IN KÜRZE

Auspeitschung droht: Keine Abschiebung

von Redaktion

Barack Obama ist gestern in Köln eingetroffen. Vor 15 000 Besuchern in der Lanxess-Arena erzählte er, er habe sich nach seinem Ausscheiden aus dem US-Präsidentenamt 2017 zunächst ausgeruht: „Michelle und ich haben erst mal sehr lange geschlafen“, sagte er. Und: „Ich musste mir selbst Kaffee machen. Ich wusste gar nicht, wie die Maschine funktioniert.“ Heute soll Obama in Berlin von Angela Merkel empfangen werden.

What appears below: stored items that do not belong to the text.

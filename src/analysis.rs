//! Derives the report facts from the extracted chain.

use log::{debug, info};

use crate::chain::{CertificateRecord, Chain, PeerCertificates};
use crate::error::DiagnosticError;
use crate::extensions::{subject_alt_names, ExtensionRegistry, SubjectAltNameEntry};
use crate::purpose::{is_ssl_client_ca, UsageProfile};

/// Everything learned about the peer's certificates in one run.
#[derive(Debug, Clone, PartialEq, Eq)]
pub struct CertificateInfo {
    /// `None` when the leaf subject has no commonName attribute.
    pub common_name: Option<String>,
    /// The leaf passes the SSL client purpose check with the CA check enabled.
    pub is_ca: bool,
    /// Some certificate in the chain has identical subject and issuer names.
    pub chain_has_self_signed_anchor: bool,
    /// Leaf Subject Alternative Names in decode order.
    pub sans: Vec<SubjectAltNameEntry>,
    pub chain: Chain,
}

/// First commonName of the subject, if any.
pub fn common_name(cert: &CertificateRecord) -> Option<String> {
    cert.subject.attribute("CN").map(str::to_string)
}

/// True iff any element of the chain is self-issued.
pub fn has_self_signed_anchor(chain: &Chain) -> bool {
    chain.iter().any(CertificateRecord::is_self_issued)
}

/// Decodes the leaf SANs and classifies the leaf and chain.
///
/// Fails only when the leaf carries a SAN extension that cannot be decoded.
pub fn analyze(
    registry: &ExtensionRegistry,
    peer: PeerCertificates,
) -> Result<CertificateInfo, DiagnosticError> {
    info!("analyzing the presented chain");
    let PeerCertificates { leaf, chain } = peer;

    let sans = subject_alt_names(registry, &leaf)?;
    let common_name = common_name(&leaf);
    let is_ca = is_ssl_client_ca(&UsageProfile::from_record(registry, &leaf));
    let chain_has_self_signed_anchor = has_self_signed_anchor(&chain);

    debug!(
        "common name {:?}, leaf is CA: {}, self-signed anchor: {}",
        common_name, is_ca, chain_has_self_signed_anchor
    );
    Ok(CertificateInfo {
        common_name,
        is_ca,
        chain_has_self_signed_anchor,
        sans,
        chain,
    })
}
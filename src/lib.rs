//! Inspect the certificate chain a TLS server presents.
//!
//! A run connects to one host, negotiates the requested protocol version
//! without validating the peer, copies out the presented chain and reports
//! its subject/issuer names, the leaf's Subject Alternative Names and Common
//! Name, whether the leaf is a CA and whether the chain contains a
//! self-signed certificate.
//!
//! ```no_run
//! use chainpeek::{diagnose, initialize, ConnectionParams, SessionOptions, TlsVersion};
//!
//! initialize();
//! let params = ConnectionParams::new("example.com", 443, TlsVersion::Tls12);
//! let diagnosis = diagnose(&params, &SessionOptions::default())?;
//! print!("{}", diagnosis.render()?);
//! # Ok::<(), chainpeek::DiagnosticError>(())
//! ```

use std::sync::Once;

use log::debug;

pub mod analysis;
pub mod chain;
pub mod config;
pub mod connection;
pub mod error;
pub mod extensions;
pub mod purpose;
pub mod report;
pub mod session;

pub use analysis::CertificateInfo;
pub use chain::{CertificateRecord, Chain, DistinguishedName, RawExtension};
pub use connection::{ConnectionParams, TlsVersion};
pub use error::{DiagnosticError, Stage};
pub use extensions::{ExtensionRegistry, SanKind, SubjectAltNameEntry};
pub use session::{SessionOptions, SessionSummary, TlsSession};

static INIT: Once = Once::new();

/// Initializes the TLS library. Safe to call any number of times.
pub fn initialize() {
    INIT.call_once(|| {
        openssl::init();
        debug!("{} initialized", openssl::version::version());
    });
}

/// Result of one successful run.
#[derive(Debug, Clone, PartialEq, Eq)]
pub struct Diagnosis {
    pub params: ConnectionParams,
    pub session: SessionSummary,
    pub info: CertificateInfo,
}

impl Diagnosis {
    pub fn render(&self) -> Result<String, DiagnosticError> {
        report::render(&self.params, &self.session, &self.info)
    }
}

/// Runs the whole pipeline against one host.
///
/// Stages run in order and the first failure aborts the run: context setup,
/// TCP connect, handshake, chain extraction, analysis. Every stage uses its
/// own instances, so concurrent runs share nothing.
pub fn diagnose(
    params: &ConnectionParams,
    options: &SessionOptions,
) -> Result<Diagnosis, DiagnosticError> {
    initialize();
    let registry = ExtensionRegistry::with_defaults();

    let context = session::build_context(params.requested_version, options)?;
    let tcp = connection::establish(params)?;
    let tls = TlsSession::handshake(&context, tcp, &params.host, options)?;

    let peer = chain::extract(&tls)?;
    let summary = tls.summary().clone();
    tls.shutdown();

    let info = analysis::analyze(&registry, peer)?;
    Ok(Diagnosis {
        params: params.clone(),
        session: summary,
        info,
    })
}
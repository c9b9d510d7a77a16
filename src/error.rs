//! Error types for the certificate chain diagnostic.
//!
//! Every pipeline stage fails with its own error kind so the caller can tell
//! which step broke. Each kind also carries a stable process exit code.

use std::io;

use strum_macros::Display;
use thiserror::Error;

/// Pipeline stage an error originated from.
#[derive(Debug, Clone, Copy, PartialEq, Eq, Display)]
pub enum Stage {
    #[strum(serialize = "configuration")]
    Configuration,
    #[strum(serialize = "connection")]
    Connection,
    #[strum(serialize = "tls session")]
    Session,
    #[strum(serialize = "chain extraction")]
    Extraction,
    #[strum(serialize = "extension decoding")]
    Decoding,
    #[strum(serialize = "report rendering")]
    Rendering,
}

/// Error type for a single diagnostic run.
///
/// Stages are fail-fast: the first error aborts the rest of the pipeline.
#[derive(Debug, Error)]
pub enum DiagnosticError {
    /// Invalid configuration file or command-line input
    #[error("Invalid configuration: {reason}")]
    Config {
        /// What was wrong
        reason: String,
    },

    /// Name lookup failed for the given host
    #[error("Failed to resolve hostname: {host} ({reason}). Check the spelling and your DNS configuration.")]
    Resolution {
        /// The host that failed to resolve
        host: String,
        /// Resolver message
        reason: String,
    },

    /// The stream socket could not be created
    #[error("Failed to create a socket for {address}: {source}")]
    SocketCreate {
        address: String,
        #[source]
        source: io::Error,
    },

    /// The receive timeout could not be applied
    #[error("Failed to set the timeout of {millis} ms: {reason}")]
    TimeoutSetting { millis: u32, reason: String },

    /// TCP connect failed or timed out
    #[error("Connection failed to: {address}. Verify the host is running a TLS service and is reachable.")]
    Connect {
        /// The address (host:port) that connection failed to
        address: String,
        /// The underlying I/O error
        #[source]
        source: io::Error,
    },

    /// The requested protocol code has no negotiation mode
    #[error("Unsupported SSL/TLS version {code}: {reason}")]
    UnsupportedVersion { code: u16, reason: String },

    /// No cipher matched the configured cipher policy
    #[error("No valid ciphers in \"{policy}\": {details}")]
    CipherPolicy { policy: String, details: String },

    /// TLS handshake failed
    #[error("TLS handshake failed: {details}")]
    Handshake { details: String },

    /// The peer did not present a leaf certificate
    #[error("No peer certificate found in the TLS session")]
    NoLeafCertificate,

    /// The session yielded no presented chain
    #[error("No peer certificate chain found in the TLS session")]
    NoChain,

    /// A presented certificate could not be parsed
    #[error("Certificate {index} of the presented chain could not be parsed: {reason}")]
    CertificateParse { index: usize, reason: String },

    /// A registered extension decoder rejected the extension bytes
    #[error("Failed to decode extension {identifier}: {reason}")]
    ExtensionDecode { identifier: String, reason: String },

    /// Report formatting failed
    #[error("Failed to render the report: {details}")]
    Render { details: String },
}

impl DiagnosticError {
    /// The pipeline stage that produced this error.
    pub fn stage(&self) -> Stage {
        match self {
            Self::Config { .. } => Stage::Configuration,
            Self::Resolution { .. }
            | Self::SocketCreate { .. }
            | Self::TimeoutSetting { .. }
            | Self::Connect { .. } => Stage::Connection,
            Self::UnsupportedVersion { .. }
            | Self::CipherPolicy { .. }
            | Self::Handshake { .. } => Stage::Session,
            Self::NoLeafCertificate | Self::NoChain | Self::CertificateParse { .. } => {
                Stage::Extraction
            }
            Self::ExtensionDecode { .. } => Stage::Decoding,
            Self::Render { .. } => Stage::Rendering,
        }
    }

    /// Process exit code for this error. Codes are stable across releases.
    pub fn exit_code(&self) -> i32 {
        match self {
            Self::Config { .. } => 2,
            Self::Resolution { .. } => 10,
            Self::SocketCreate { .. } => 11,
            Self::TimeoutSetting { .. } => 12,
            Self::Connect { .. } => 13,
            Self::UnsupportedVersion { .. } => 20,
            Self::CipherPolicy { .. } => 21,
            Self::Handshake { .. } => 22,
            Self::NoLeafCertificate => 30,
            Self::NoChain => 31,
            Self::CertificateParse { .. } => 32,
            Self::ExtensionDecode { .. } => 40,
            Self::Render { .. } => 50,
        }
    }
}

impl From<std::fmt::Error> for DiagnosticError {
    fn from(e: std::fmt::Error) -> Self {
        Self::Render {
            details: e.to_string(),
        }
    }
}

impl From<crate::config::ConfigError> for DiagnosticError {
    fn from(e: crate::config::ConfigError) -> Self {
        Self::Config {
            reason: e.to_string(),
        }
    }
}

impl<S: std::fmt::Debug> From<openssl::ssl::HandshakeError<S>> for DiagnosticError {
    fn from(e: openssl::ssl::HandshakeError<S>) -> Self {
        Self::Handshake {
            details: format!("{}", e),
        }
    }
}
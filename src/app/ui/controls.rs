use std::ops::RangeInclusive;

use eframe::egui::{self, Key, Response, Ui};

use super::super::{LayoutConfig, ViewModel};

const SLIDER_KEY_BASE_RATE: f32 = 10.0;
const SLIDER_KEY_ACCEL_PER_SEC: f32 = 9.0;
const SLIDER_KEY_ACCEL_MAX: f32 = 40.0;

#[derive(Clone, Copy, Default)]
struct SliderKeyHoldState {
    positive_secs: f32,
    negative_secs: f32,
}

fn slider_key_accel_multiplier(hold_secs: f32) -> f32 {
    let ramp = hold_secs * SLIDER_KEY_ACCEL_PER_SEC;
    (1.0 + ramp + ramp * ramp * 0.15).min(SLIDER_KEY_ACCEL_MAX)
}

fn apply_slider_arrow_acceleration(
    ui: &Ui,
    response: &Response,
    value: &mut f32,
    range: RangeInclusive<f32>,
) -> bool {
    let state_id = response.id.with("arrow_key_hold_state");
    let mut hold_state = ui.ctx().data(|data| {
        data.get_temp::<SliderKeyHoldState>(state_id)
            .unwrap_or_default()
    });

    if !response.has_focus() {
        ui.ctx()
            .data_mut(|data| data.insert_temp(state_id, SliderKeyHoldState::default()));
        return false;
    }

    let (delta_time, increase_down, decrease_down) = ui.input(|input| {
        (
            input.stable_dt.min(0.1),
            input.key_down(Key::ArrowRight) || input.key_down(Key::ArrowUp),
            input.key_down(Key::ArrowLeft) || input.key_down(Key::ArrowDown),
        )
    });

    hold_state.positive_secs = if increase_down {
        hold_state.positive_secs + delta_time
    } else {
        0.0
    };
    hold_state.negative_secs = if decrease_down {
        hold_state.negative_secs + delta_time
    } else {
        0.0
    };
    ui.ctx()
        .data_mut(|data| data.insert_temp(state_id, hold_state));

    let direction = (increase_down as i8) - (decrease_down as i8);
    if direction == 0 {
        return false;
    }

    let hold_secs = if direction > 0 {
        hold_state.positive_secs
    } else {
        hold_state.negative_secs
    };
    let step = ((range.end() - range.start()) / 200.0).max(0.0001);
    let speed = SLIDER_KEY_BASE_RATE * slider_key_accel_multiplier(hold_secs);
    let old_value = *value;
    *value = (*value + direction as f32 * step * speed * delta_time)
        .clamp(*range.start(), *range.end());

    ui.ctx().request_repaint();
    (*value - old_value).abs() > f32::EPSILON
}

fn tuning_slider(
    ui: &mut Ui,
    value: &mut f32,
    range: RangeInclusive<f32>,
    text: &str,
    hover: &str,
) -> bool {
    let slider = ui
        .add(
            egui::Slider::new(value, range.clone())
                .text(text)
                .clamping(egui::SliderClamping::Always),
        )
        .on_hover_text(hover);
    let mut changed = slider.changed();
    changed |= apply_slider_arrow_acceleration(ui, &slider, value, range);
    changed
}

impl ViewModel {
    pub(in crate::app) fn draw_controls(&mut self, ui: &mut Ui) {
        ui.heading("Layout");
        ui.separator();
        ui.add_space(4.0);

        let alpha = self.session.simulation().alpha();
        let settled = self.session.simulation().is_settled();
        ui.add(egui::ProgressBar::new(alpha).text(if settled {
            "settled".to_owned()
        } else {
            format!("heat {alpha:.2}")
        }));

        ui.horizontal(|ui| {
            if ui.button("Run").clicked() {
                self.session.start_auto_layout();
            }
            if ui.add_enabled(!settled, egui::Button::new("Stop")).clicked() {
                self.session.stop_auto_layout();
            }
        });

        let mut auto_layout = self.session.auto_layout_on_import();
        if ui
            .checkbox(&mut auto_layout, "Run after adjacency import")
            .on_hover_text("Adjacency lists carry no positions, so imported states start scattered.")
            .changed()
        {
            self.session.set_auto_layout_on_import(auto_layout);
        }

        ui.separator();

        let config = self.session.layout_config_mut();
        ui.collapsing("Cooling", |ui| {
            tuning_slider(
                ui,
                &mut config.decay_rate,
                LayoutConfig::MIN_DECAY_RATE..=LayoutConfig::MAX_DECAY_RATE,
                "Decay rate",
                "Heat multiplier per tick. Lower values settle sooner.",
            );
            tuning_slider(
                ui,
                &mut config.damping,
                0.1..=0.95,
                "Damping",
                "Fraction of velocity kept between ticks.",
            );
            tuning_slider(
                ui,
                &mut config.max_speed,
                5.0..=200.0,
                "Max speed",
                "Per-tick speed ceiling at full heat.",
            );
        });

        ui.collapsing("Forces", |ui| {
            tuning_slider(
                ui,
                &mut config.repulsion,
                10_000.0..=1_000_000.0,
                "Repulsion",
                "Inverse-square push between every pair of states.",
            );
            tuning_slider(
                ui,
                &mut config.spring_length,
                40.0..=400.0,
                "Spring length",
                "Rest length of each transition.",
            );
            tuning_slider(
                ui,
                &mut config.spring_strength,
                0.005..=0.3,
                "Spring strength",
                "How hard transitions pull toward their rest length.",
            );
        });

        ui.collapsing("Gravity", |ui| {
            tuning_slider(
                ui,
                &mut config.isolated_radius,
                100.0..=900.0,
                "Isolated ring",
                "Unconnected states are pushed out to about this radius.",
            );
            tuning_slider(
                ui,
                &mut config.leaf_gravity,
                0.0..=0.01,
                "Leaf gravity",
                "Pull toward the centre for states with one transition.",
            );
            tuning_slider(
                ui,
                &mut config.hub_gravity,
                0.0..=0.02,
                "Hub gravity",
                "Base pull toward the centre for states with several transitions.",
            );
            tuning_slider(
                ui,
                &mut config.hub_gravity_per_degree,
                0.0..=0.01,
                "Per-degree gravity",
                "Extra pull added for each transition on a hub.",
            );
        });

        ui.add_space(6.0);
        if ui.button("Reset to defaults").clicked() {
            let decay_rate = self.session.layout_config_mut().decay_rate;
            *self.session.layout_config_mut() = LayoutConfig::default().with_decay_rate(decay_rate);
        }
    }
}
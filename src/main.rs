mod app;
mod graph;
mod util;

use std::path::PathBuf;

use clap::Parser;
use tracing_subscriber::EnvFilter;

use app::{EditorApp, LayoutConfig, StartupOptions};

#[derive(Debug, Parser)]
#[command(author, version, about)]
struct Args {
    /// Adjacency-list or layout JSON document to open on startup.
    file: Option<PathBuf>,

    /// Layout heat multiplier per tick, clamped to [0.97, 0.99].
    #[arg(long, default_value_t = 0.98)]
    decay_rate: f32,

    /// Do not run the auto layout after importing an adjacency list.
    #[arg(long)]
    no_auto_layout: bool,
}

fn main() -> eframe::Result<()> {
    tracing_subscriber::fmt()
        .with_env_filter(
            EnvFilter::from_default_env().add_directive(tracing::Level::INFO.into()),
        )
        .init();

    let args = Args::parse();
    let startup = StartupOptions {
        file: args.file,
        layout: LayoutConfig::default().with_decay_rate(args.decay_rate),
        auto_layout: !args.no_auto_layout,
    };
    tracing::info!(
        file = ?startup.file,
        decay_rate = startup.layout.decay_rate,
        "starting editor"
    );

    let options = eframe::NativeOptions {
        viewport: eframe::egui::ViewportBuilder::default()
            .with_inner_size([1280.0, 820.0])
            .with_title("state-sketch"),
        ..Default::default()
    };

    eframe::run_native(
        "state-sketch",
        options,
        Box::new(move |cc| Ok(Box::new(EditorApp::new(cc, startup)))),
    )
}
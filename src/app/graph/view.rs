use eframe::egui::{
    self, Align, Align2, Context, CursorIcon, Event, FontId, Key, LayerId, Painter, Pos2, Rect,
    Response, Sense, Stroke, TextEdit, Ui, Vec2, vec2,
};

use crate::graph::{EdgeKind, NodeId, TextMeasure};

use super::super::render_utils::{
    ARROW_COLOR, ARROW_LENGTH, EDGE_COLOR, NODE_BORDER, NODE_FILL, NODE_TEXT, SELECTED_COLOR,
    blend_color, circle_visible, draw_arrowhead, draw_background, draw_dashed_line, edge_visible,
    trimmed_segment,
};
use super::super::{InputEvent, Mode, Selection, ViewModel};

const LABEL_FONT_SIZE: f32 = 14.0;

pub(in crate::app) struct PainterMeasure {
    painter: Painter,
}

impl PainterMeasure {
    pub(in crate::app) fn new(painter: Painter) -> Self {
        Self { painter }
    }

    pub(in crate::app) fn from_context(ctx: &Context) -> Self {
        Self::new(ctx.layer_painter(LayerId::background()))
    }
}

impl TextMeasure for PainterMeasure {
    fn measure(&self, text: &str) -> f32 {
        self.painter
            .layout_no_wrap(
                text.to_owned(),
                FontId::proportional(LABEL_FONT_SIZE),
                NODE_TEXT,
            )
            .size()
            .x
    }
}

fn canvas_events(ui: &Ui, rect: Rect, response: &Response) -> Vec<InputEvent> {
    let origin = rect.min.to_vec2();
    let over_canvas = response.contains_pointer();
    let keyboard_free = ui.ctx().memory(|memory| {
        memory
            .focused()
            .is_none_or(|focused| focused == response.id)
    });

    let mut forwarded = Vec::new();
    ui.input(|input| {
        for event in &input.events {
            match event {
                Event::PointerButton {
                    pos,
                    button,
                    pressed: true,
                    modifiers,
                    ..
                } if over_canvas => forwarded.push(InputEvent::PointerDown {
                    button: *button,
                    pos: *pos - origin,
                    modifiers: *modifiers,
                }),
                Event::PointerButton {
                    pos,
                    button,
                    pressed: false,
                    modifiers,
                    ..
                } => forwarded.push(InputEvent::PointerUp {
                    button: *button,
                    pos: *pos - origin,
                    modifiers: *modifiers,
                }),
                Event::PointerMoved(pos) => {
                    forwarded.push(InputEvent::PointerMove { pos: *pos - origin });
                }
                Event::Key {
                    key,
                    pressed: true,
                    repeat: false,
                    ..
                } if keyboard_free => forwarded.push(InputEvent::Key(*key)),
                _ => {}
            }
        }

        let scroll = input.raw_scroll_delta.y;
        if over_canvas
            && scroll.abs() > f32::EPSILON
            && let Some(pointer) = input.pointer.hover_pos()
        {
            forwarded.push(InputEvent::Scroll {
                pos: pointer - origin,
                steps: scroll.signum(),
            });
        }
    });

    if response.double_clicked()
        && let Some(pos) = response.interact_pointer_pos()
    {
        forwarded.push(InputEvent::DoubleClick { pos: pos - origin });
    }

    forwarded
}

impl ViewModel {
    pub(in crate::app) fn draw_graph(&mut self, ui: &mut Ui) {
        let (rect, response) = ui.allocate_exact_size(ui.available_size(), Sense::click_and_drag());
        let painter = ui.painter_at(rect);
        let measure = PainterMeasure::new(painter.clone());

        self.session.set_viewport(rect.size());
        for event in canvas_events(ui, rect, &response) {
            self.session.handle(event, &measure);
        }

        if response.secondary_clicked()
            && let Some(pointer) = response.interact_pointer_pos()
        {
            let world = self.session.screen_to_world(pointer - rect.min.to_vec2());
            self.context_world = world;
            self.context_node = self.session.graph().node_at(world);
        }
        response.context_menu(|ui| self.draw_canvas_menu(ui, &measure));

        if self.session.tick() {
            ui.ctx().request_repaint();
        }

        let hovered = response
            .hover_pos()
            .map(|pointer| self.session.screen_to_world(pointer - rect.min.to_vec2()))
            .and_then(|world| self.session.graph().node_at(world));
        let cursor = match self.session.mode() {
            Mode::Panning { .. } | Mode::DraggingNode(_) => Some(CursorIcon::Grabbing),
            Mode::CreatingEdge(_) => Some(CursorIcon::Crosshair),
            _ if hovered.is_some() => Some(CursorIcon::PointingHand),
            _ => None,
        };
        if let Some(cursor) = cursor
            && response.contains_pointer()
        {
            ui.output_mut(|output| output.cursor_icon = cursor);
        }

        let camera = *self.session.camera();
        draw_background(&painter, rect, camera.offset, camera.zoom);
        self.paint_edges(&painter, rect);
        self.paint_nodes(&painter, rect, hovered);

        if self.session.graph().is_empty() {
            painter.text(
                rect.center() + vec2(0.0, 60.0),
                Align2::CENTER_CENTER,
                "Right-click to add a state",
                FontId::proportional(15.0),
                blend_color(NODE_TEXT, NODE_FILL, 0.6),
            );
        }

        self.draw_rename_overlay(ui, rect, &measure);
    }

    fn to_screen(&self, rect: Rect, world: Vec2) -> Pos2 {
        self.session.camera().world_to_screen(world) + rect.min.to_vec2()
    }

    fn paint_edges(&self, painter: &Painter, rect: Rect) {
        let graph = self.session.graph();
        let zoom = self.session.camera().zoom;
        let arrow_scale = zoom.sqrt().clamp(0.5, 2.0);

        for edge in graph.edges() {
            let (Some(from), Some(to)) = (graph.node(edge.from), graph.node(edge.to)) else {
                continue;
            };

            let start = self.to_screen(rect, from.position);
            let end = self.to_screen(rect, to.position);
            if !edge_visible(rect, start, end, ARROW_LENGTH) {
                continue;
            }
            let Some((start, end)) =
                trimmed_segment(start, from.radius * zoom, end, to.radius * zoom)
            else {
                continue;
            };

            let selected = self.session.selection() == Selection::Edge(edge.id);
            let (width, line_color, arrow_color) = if selected {
                (3.0, SELECTED_COLOR, SELECTED_COLOR)
            } else {
                ((2.0 * zoom).clamp(1.0, 3.0), EDGE_COLOR, ARROW_COLOR)
            };

            painter.line_segment([start, end], Stroke::new(width, line_color));
            draw_arrowhead(painter, end, end - start, arrow_scale, arrow_color);
            if edge.kind == EdgeKind::Bidirectional {
                draw_arrowhead(painter, start, start - end, arrow_scale, arrow_color);
            }
        }

        if let Some((source, pointer)) = self.session.edge_guide() {
            let start = self.to_screen(rect, source);
            let end = self.to_screen(rect, pointer);
            draw_dashed_line(painter, start, end, Stroke::new(2.0, ARROW_COLOR));
        }
    }

    fn paint_nodes(&self, painter: &Painter, rect: Rect, hovered: Option<NodeId>) {
        let zoom = self.session.camera().zoom;
        let renaming = self.session.renaming();
        let font_size = LABEL_FONT_SIZE * zoom;

        for node in self.session.graph().nodes() {
            let center = self.to_screen(rect, node.position);
            let radius = node.radius * zoom;
            if !circle_visible(rect, center, radius) {
                continue;
            }

            let selected = self.session.selection() == Selection::Node(node.id);
            let mut border = if selected { SELECTED_COLOR } else { NODE_BORDER };
            if hovered == Some(node.id) {
                border = blend_color(border, NODE_TEXT, 0.35);
            }
            let border_width = if selected { 3.0 } else { 2.0 };

            painter.circle_filled(center, radius, NODE_FILL);
            painter.circle_stroke(center, radius, Stroke::new(border_width, border));

            if renaming != Some(node.id) && font_size >= 4.0 {
                painter.text(
                    center,
                    Align2::CENTER_CENTER,
                    &node.name,
                    FontId::proportional(font_size),
                    NODE_TEXT,
                );
            }
        }
    }

    fn draw_canvas_menu(&mut self, ui: &mut Ui, measure: &dyn TextMeasure) {
        let node = self
            .context_node
            .filter(|node| self.session.graph().node(*node).is_some());

        let Some(node) = node else {
            if ui.button("New node here").clicked() {
                self.session.spawn_node(self.context_world, measure);
                ui.close();
            }
            return;
        };

        if ui.button("Add edge").clicked() {
            self.session.start_edge_creation(node, measure);
            ui.close();
        }
        if ui.button("Rename").clicked() {
            self.session.start_renaming(node, measure);
            ui.close();
        }
        ui.separator();
        if ui.button("Delete").clicked() {
            self.session.delete_node(node);
            ui.close();
        }
    }

    fn draw_rename_overlay(&mut self, ui: &Ui, rect: Rect, measure: &dyn TextMeasure) {
        let Some(node) = self.session.renaming() else {
            self.focused_rename = None;
            return;
        };
        let Some((position, radius)) = self
            .session
            .graph()
            .node(node)
            .map(|found| (found.position, found.radius))
        else {
            return;
        };

        let zoom = self.session.camera().zoom;
        let center = self.to_screen(rect, position);
        let width = (radius * 2.0 * zoom).max(120.0);
        let height = LABEL_FONT_SIZE * zoom.max(1.0) + 8.0;
        let first_frame = self.focused_rename != Some(node);

        let mut lost_focus = false;
        egui::Area::new(ui.id().with(("rename", node)))
            .order(egui::Order::Foreground)
            .fixed_pos(center - vec2(width, height) * 0.5)
            .show(ui.ctx(), |ui| {
                let Some(draft) = self.session.rename_draft_mut() else {
                    return;
                };
                let response = ui.add(
                    TextEdit::singleline(draft)
                        .desired_width(width)
                        .horizontal_align(Align::Center)
                        .font(FontId::proportional(LABEL_FONT_SIZE * zoom.max(1.0))),
                );
                if first_frame {
                    response.request_focus();
                }
                lost_focus = response.lost_focus();
            });
        self.focused_rename = Some(node);

        if lost_focus {
            let key = if ui.input(|input| input.key_pressed(Key::Escape)) {
                Key::Escape
            } else {
                Key::Enter
            };
            self.session.handle(InputEvent::Key(key), measure);
        }
    }
}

In der türkischen Millionenmetropole Istanbul liegt bei der mit Spannung verfolgten Nachzählung von Stimmen aus der Kommunalwahl weiter die Opposition in Führung. Der Bürgermeisterkandidat der Mitte-Links-Partei CHP, Ekrem Imamoglu, sagte am Donnerstag, er führe mit 19 500 Stimmen vor dem Kandidaten der islamisch-konservativen Regierungspartei AKP von Präsident Recep Tayyip Erdogan, Ex-Ministerpräsident Binali Yildirim.

Der Attentäter von Christchurch soll sich wegen 50-fachen Mordes vor Gericht verantworten müssen. Zudem soll Anklage wegen versuchten Mordes in 39 Fällen erhoben werden. Das berichten neuseeländische Medien unter Berufung auf Polizeiangaben. Eine erste Anhörung soll demnach am Freitag vor dem Strafgericht in Christchurch stattfinden.

Rumäniens Staatspräsident Klaus Iohannis will die Rumänen über ein Verbot für Amnestien und Begnadigungen bei Korruptionsdelikten abstimmen lassen. Bei dem Referendum, das am Tag der Europawahl (26. Mai) geplant ist, sollen die Bürger zudem gefragt werden, ob Änderungen im Strafrecht per Eilverordnung zulässig bleiben sollen und ob die Möglichkeit der Verfassungsklagen dagegen erweitert werden soll.

Der Europäische Gerichtshof für Menschenrechte hat Auslieferungen in den Iran für unzulässig erklärt, wenn den Betroffenen dort Prügelstrafen drohen. Im konkreten Fall ging es um einen im Iran wegen Diebstahls von umgerechnet 50 000 Euro verurteilten Georgier. Bulgarien wollte den Mann ausliefern, dagegen klagte er vor dem Gerichtshof.